The ingredients needed to make Bulgogi Style Tri-Tip:
  1. Get 3-4 pound tri-tip, cut into 2-inch wide strips
  2. Prepare For the marinade:
  3. Get 1 cup lite or low sodium soy sauce
  4. Take 1/2 cup sugar
  5. Get 3 Tablespoons brown sugar
  6. Get 3 Tablespoons water
  7. Take 2-3 Tablespoons minced garlic, to taste
  8. Prepare 2 green onions, chopped
  9. Prepare 1/2 teaspoon black pepper
  10. Take 1 Tablespoon distilled white vinegar or 1/4 cup apple sauce as a tenderizer
  11. Get 1 Tablespoon toasted sesame oil
  12. Take 1 Tablespoon neutral oil

Tri-tip, a flavorful and fairly lean boneless cut of beef from the bottom sirloin, is also called 'triangular' roast because of its shape. This grilled tri-tip recipe tastes gourmet, but is actually very easy to make. It's a perfect dinner for guests. If you can't find short ribs, you can substitute with tri-tip.

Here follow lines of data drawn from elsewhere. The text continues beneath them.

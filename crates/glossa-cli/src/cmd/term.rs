//! `glossa term` — add, edit, remove, and bulk-import terms.

use std::io::Write;
use std::path::{Path, PathBuf};

use anyhow::Context as _;
use clap::{Args, Subcommand};
use glossa_core::ops::{self, TermDraft, TermPatch};
use glossa_core::{Definitions, GlossaryStore};
use serde::Serialize;

use crate::cmd::{load_document, save_document};
use crate::output::{CliError, OutputMode, render, render_error};
use crate::resolve;

/// The four definition fields plus references, shared by add and edit.
///
/// Passing `"-"` for a text field marks it intentionally blank, which
/// excludes it from reference scanning, quizzes, and display.
#[derive(Args, Debug, Default)]
pub struct DefinitionFlags {
    /// Definition text.
    #[arg(long, value_name = "TEXT")]
    pub istilah: Option<String>,

    /// Language meaning of the term.
    #[arg(long, value_name = "TEXT")]
    pub bahasa: Option<String>,

    /// Why the term exists.
    #[arg(long = "kenapa-ada", value_name = "TEXT")]
    pub kenapa_ada: Option<String>,

    /// Usage example.
    #[arg(long, value_name = "TEXT")]
    pub contoh: Option<String>,

    /// Reference URL (repeatable; on edit, replaces the whole list).
    #[arg(long = "ref", value_name = "URL")]
    pub references: Vec<String>,
}

impl DefinitionFlags {
    fn is_empty(&self) -> bool {
        self.istilah.is_none()
            && self.bahasa.is_none()
            && self.kenapa_ada.is_none()
            && self.contoh.is_none()
            && self.references.is_empty()
    }

    fn to_definitions(&self) -> Definitions {
        Definitions {
            istilah: self.istilah.clone(),
            bahasa: self.bahasa.clone(),
            kenapa_ada: self.kenapa_ada.clone(),
            contoh: self.contoh.clone(),
            referensi: if self.references.is_empty() {
                None
            } else {
                Some(self.references.clone())
            },
        }
    }

    /// Overlay provided flags onto existing definitions. The ops layer
    /// replaces the definitions block wholesale, so the CLI rebuilds it
    /// from the current term to keep untouched fields intact.
    fn overlaid(&self, base: &Definitions) -> Definitions {
        Definitions {
            istilah: self.istilah.clone().or_else(|| base.istilah.clone()),
            bahasa: self.bahasa.clone().or_else(|| base.bahasa.clone()),
            kenapa_ada: self.kenapa_ada.clone().or_else(|| base.kenapa_ada.clone()),
            contoh: self.contoh.clone().or_else(|| base.contoh.clone()),
            referensi: if self.references.is_empty() {
                base.referensi.clone()
            } else {
                Some(self.references.clone())
            },
        }
    }
}

#[derive(Subcommand, Debug)]
pub enum TermCommand {
    /// Add a term to a category.
    Add {
        /// Category id, name, or unique id prefix.
        category: String,

        /// Title of the new term (the cross-reference matching key).
        #[arg(long, value_name = "TITLE")]
        title: String,

        #[command(flatten)]
        fields: DefinitionFlags,
    },

    /// Edit a term's title, definitions, or understood marker.
    Edit {
        /// Category id, name, or unique id prefix.
        category: String,

        /// Term id, title, or unique id prefix.
        term: String,

        /// New title.
        #[arg(long, value_name = "TITLE")]
        title: Option<String>,

        #[command(flatten)]
        fields: DefinitionFlags,

        /// Mark the term as understood (true) or not (false).
        #[arg(long, value_name = "BOOL")]
        understood: Option<bool>,
    },

    /// Remove a term from a category.
    Rm {
        /// Category id, name, or unique id prefix.
        category: String,

        /// Term id, title, or unique id prefix.
        term: String,

        /// Confirm the removal.
        #[arg(long)]
        yes: bool,
    },

    /// Add many terms at once from a JSON drafts file.
    Bulk {
        /// Category id, name, or unique id prefix.
        category: String,

        /// JSON file holding an array of term drafts:
        /// `[{"title": "...", "definitions": {"istilah": "..."}}]`.
        #[arg(long, value_name = "PATH")]
        input: PathBuf,
    },
}

#[derive(Debug, Serialize)]
struct TermAdded {
    id: String,
    title: String,
    category_id: String,
}

#[derive(Debug, Serialize)]
struct TermUpdated {
    id: String,
    category_id: String,
}

#[derive(Debug, Serialize)]
struct TermRemoved {
    id: String,
    title: String,
    category_id: String,
}

#[derive(Debug, Serialize)]
struct TermsBulkAdded {
    category_id: String,
    added: usize,
    ids: Vec<String>,
}

/// Execute a `glossa term` subcommand.
pub fn run_term(
    command: &TermCommand,
    output: OutputMode,
    store: &impl GlossaryStore,
) -> anyhow::Result<()> {
    match command {
        TermCommand::Add {
            category,
            title,
            fields,
        } => run_add(category, title, fields, output, store),
        TermCommand::Edit {
            category,
            term,
            title,
            fields,
            understood,
        } => run_edit(category, term, title.as_deref(), fields, *understood, output, store),
        TermCommand::Rm {
            category,
            term,
            yes,
        } => run_rm(category, term, *yes, output, store),
        TermCommand::Bulk { category, input } => run_bulk(category, input, output, store),
    }
}

fn run_add(
    category: &str,
    title: &str,
    fields: &DefinitionFlags,
    output: OutputMode,
    store: &impl GlossaryStore,
) -> anyhow::Result<()> {
    let mut data = load_document(store, output)?;
    let category_id = resolve::require_category(&data, category, output)?.id.clone();

    let draft = TermDraft {
        title: title.to_string(),
        definitions: fields.to_definitions(),
        is_understood: None,
    };
    let id = match ops::add_term(&mut data, &category_id, draft) {
        Ok(id) => id,
        Err(err) => {
            render_error(output, &CliError::from(&err))?;
            anyhow::bail!("term not added")
        }
    };
    save_document(store, output, &data)?;

    let payload = TermAdded {
        id,
        title: title.to_string(),
        category_id,
    };
    render(output, &payload, |added, w| {
        writeln!(w, "✓ Added term '{}' ({}) to {}", added.title, added.id, added.category_id)
    })
}

fn run_edit(
    category: &str,
    term: &str,
    title: Option<&str>,
    fields: &DefinitionFlags,
    understood: Option<bool>,
    output: OutputMode,
    store: &impl GlossaryStore,
) -> anyhow::Result<()> {
    let mut data = load_document(store, output)?;
    let (category_id, term_id, current) = {
        let resolved_category = resolve::require_category(&data, category, output)?;
        let resolved_term = resolve::require_term(resolved_category, term, output)?;
        (
            resolved_category.id.clone(),
            resolved_term.id.clone(),
            resolved_term.definitions.clone(),
        )
    };

    if title.is_none() && fields.is_empty() && understood.is_none() {
        render_error(
            output,
            &CliError::with_details(
                "nothing to update",
                "pass at least one of --title, --istilah, --bahasa, --kenapa-ada, \
                 --contoh, --ref, --understood",
                "empty_update",
            ),
        )?;
        anyhow::bail!("empty update")
    }

    let patch = TermPatch {
        title: title.map(String::from),
        definitions: if fields.is_empty() {
            None
        } else {
            Some(fields.overlaid(&current))
        },
        is_understood: understood,
    };
    match ops::update_term(&mut data, &category_id, &term_id, patch) {
        Ok(()) => {}
        Err(err) => {
            render_error(output, &CliError::from(&err))?;
            anyhow::bail!("term not updated")
        }
    }
    save_document(store, output, &data)?;

    let payload = TermUpdated {
        id: term_id,
        category_id,
    };
    render(output, &payload, |updated, w| {
        writeln!(w, "✓ Updated term {}", updated.id)
    })
}

fn run_rm(
    category: &str,
    term: &str,
    yes: bool,
    output: OutputMode,
    store: &impl GlossaryStore,
) -> anyhow::Result<()> {
    let mut data = load_document(store, output)?;
    let (category_id, category_name, term_id, term_title) = {
        let resolved_category = resolve::require_category(&data, category, output)?;
        let resolved_term = resolve::require_term(resolved_category, term, output)?;
        (
            resolved_category.id.clone(),
            resolved_category.name.clone(),
            resolved_term.id.clone(),
            resolved_term.title.clone(),
        )
    };

    if !yes {
        render_error(
            output,
            &CliError::with_details(
                format!("removing term '{term_title}' from category '{category_name}'"),
                "pass --yes to confirm the removal",
                "confirmation_required",
            ),
        )?;
        anyhow::bail!("removal not confirmed")
    }

    let removed = match ops::delete_term(&mut data, &category_id, &term_id) {
        Ok(removed) => removed,
        Err(err) => {
            render_error(output, &CliError::from(&err))?;
            anyhow::bail!("removal failed")
        }
    };
    save_document(store, output, &data)?;

    let payload = TermRemoved {
        id: removed.id,
        title: removed.title,
        category_id,
    };
    render(output, &payload, |gone, w| {
        writeln!(w, "✓ Removed term '{}' ({})", gone.title, gone.id)
    })
}

fn run_bulk(
    category: &str,
    input: &Path,
    output: OutputMode,
    store: &impl GlossaryStore,
) -> anyhow::Result<()> {
    let raw = std::fs::read_to_string(input)
        .with_context(|| format!("failed to read drafts file {}", input.display()))?;
    let drafts: Vec<TermDraft> = match serde_json::from_str(&raw) {
        Ok(drafts) => drafts,
        Err(err) => {
            render_error(
                output,
                &CliError::with_details(
                    format!("drafts file is not a term draft array: {err}"),
                    "expected JSON like [{\"title\": \"API\", \"definitions\": {\"istilah\": \"...\"}}]",
                    "drafts_invalid",
                ),
            )?;
            anyhow::bail!("invalid drafts file")
        }
    };

    let mut data = load_document(store, output)?;
    let category_id = resolve::require_category(&data, category, output)?.id.clone();

    let ids = match ops::bulk_add_terms(&mut data, &category_id, drafts) {
        Ok(ids) => ids,
        Err(err) => {
            render_error(output, &CliError::from(&err))?;
            anyhow::bail!("bulk add failed")
        }
    };
    save_document(store, output, &data)?;

    let payload = TermsBulkAdded {
        category_id,
        added: ids.len(),
        ids,
    };
    render(output, &payload, |bulk, w| {
        writeln!(w, "✓ Added {} term(s) to {}", bulk.added, bulk.category_id)?;
        for id in &bulk.ids {
            writeln!(w, "  - {id}")?;
        }
        Ok(())
    })
}

#[cfg(test)]
mod tests {
    use super::*;
    use clap::Parser;

    #[derive(Parser)]
    struct Wrapper {
        #[command(subcommand)]
        command: TermCommand,
    }

    #[test]
    fn add_parses_title_and_fields() {
        let parsed = Wrapper::parse_from([
            "test",
            "add",
            "tech",
            "--title",
            "API",
            "--istilah",
            "An interface",
            "--kenapa-ada",
            "So programs can talk",
            "--ref",
            "https://example.com/a",
            "--ref",
            "https://example.com/b",
        ]);
        let TermCommand::Add {
            category,
            title,
            fields,
        } = parsed.command
        else {
            panic!("expected add");
        };
        assert_eq!(category, "tech");
        assert_eq!(title, "API");
        assert_eq!(fields.istilah.as_deref(), Some("An interface"));
        assert_eq!(fields.kenapa_ada.as_deref(), Some("So programs can talk"));
        assert_eq!(fields.references.len(), 2);
    }

    #[test]
    fn edit_parses_understood_bool() {
        let parsed = Wrapper::parse_from(["test", "edit", "tech", "api", "--understood", "true"]);
        let TermCommand::Edit { understood, .. } = parsed.command else {
            panic!("expected edit");
        };
        assert_eq!(understood, Some(true));

        let parsed = Wrapper::parse_from(["test", "edit", "tech", "api", "--understood", "false"]);
        let TermCommand::Edit { understood, .. } = parsed.command else {
            panic!("expected edit");
        };
        assert_eq!(understood, Some(false));
    }

    #[test]
    fn rm_and_bulk_parse() {
        let parsed = Wrapper::parse_from(["test", "rm", "tech", "api", "--yes"]);
        assert!(matches!(parsed.command, TermCommand::Rm { yes: true, .. }));

        let parsed = Wrapper::parse_from(["test", "bulk", "tech", "--input", "drafts.json"]);
        let TermCommand::Bulk { input, .. } = parsed.command else {
            panic!("expected bulk");
        };
        assert_eq!(input, PathBuf::from("drafts.json"));
    }

    #[test]
    fn to_definitions_omits_empty_reference_list() {
        let flags = DefinitionFlags {
            istilah: Some("text".into()),
            ..DefinitionFlags::default()
        };
        let definitions = flags.to_definitions();
        assert_eq!(definitions.istilah.as_deref(), Some("text"));
        assert_eq!(definitions.referensi, None);
    }

    #[test]
    fn overlaid_keeps_untouched_fields() {
        let base = Definitions {
            istilah: Some("old definition".into()),
            contoh: Some("old example".into()),
            referensi: Some(vec!["https://example.com".into()]),
            ..Definitions::default()
        };
        let flags = DefinitionFlags {
            istilah: Some("new definition".into()),
            ..DefinitionFlags::default()
        };

        let merged = flags.overlaid(&base);
        assert_eq!(merged.istilah.as_deref(), Some("new definition"));
        assert_eq!(merged.contoh.as_deref(), Some("old example"), "untouched field kept");
        assert_eq!(merged.referensi, Some(vec!["https://example.com".to_string()]));
    }

    #[test]
    fn overlaid_replaces_reference_list_when_given() {
        let base = Definitions {
            referensi: Some(vec!["https://old.example".into()]),
            ..Definitions::default()
        };
        let flags = DefinitionFlags {
            references: vec!["https://new.example".into()],
            ..DefinitionFlags::default()
        };

        let merged = flags.overlaid(&base);
        assert_eq!(merged.referensi, Some(vec!["https://new.example".to_string()]));
    }

    #[test]
    fn sentinel_flag_value_passes_through() {
        let flags = DefinitionFlags {
            bahasa: Some("-".into()),
            ..DefinitionFlags::default()
        };
        let definitions = flags.to_definitions();
        assert_eq!(definitions.bahasa.as_deref(), Some("-"));
        assert_eq!(
            definitions.provided(glossa_core::DefinitionField::Bahasa),
            None,
            "sentinel still counts as not provided"
        );
    }
}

Steps to make Bulgogi Style Tri-Tip:
  1. Combine all ingredients in a bowl and stir or whisk until sugar is dissolved. Some soy sauces are saltier than others. If your marinade's too salty, try adding 1 teaspoonful of water at a time to dilute the saltiness to taste. Keep in mind as you're tasting, though, that the juices from the meat will also dilute the flavors.
  2. Let the meat marinate for at least 1 hour. 3 to 6 hours or so ideally. 90 minutes before you're going to grill it, take it out of the fridge to bring the meat up to room temp. Meat almost always cooks better at room temp. (I mean, unless it's a crazy hot or crazy cold day, of course…)
  3. Grill over a pre-heated medium grill for about 3 minutes per side for something medium rare-ish. (And on these really chunky strips, when I say side, I mean all four of them.)
  4. Let the meat rest for 7 to 10 minutes before slicing.
  5. Enjoy!

This recipe was provided by a chef, restaurant or culinary professional. It has not been tested for home use. Bulgogi is one of Korea's most popular beef dishes that is made from thinly sliced sirloin or another prime cut of beef (rib eye). Bulgogi is traditionally grilled but broiling or pan-cooking is common as well. Whole cloves of garlic, sliced onions, and chopped green peppers are often grilled or cooked at. pound tri-tip steak, trimmed and cubed.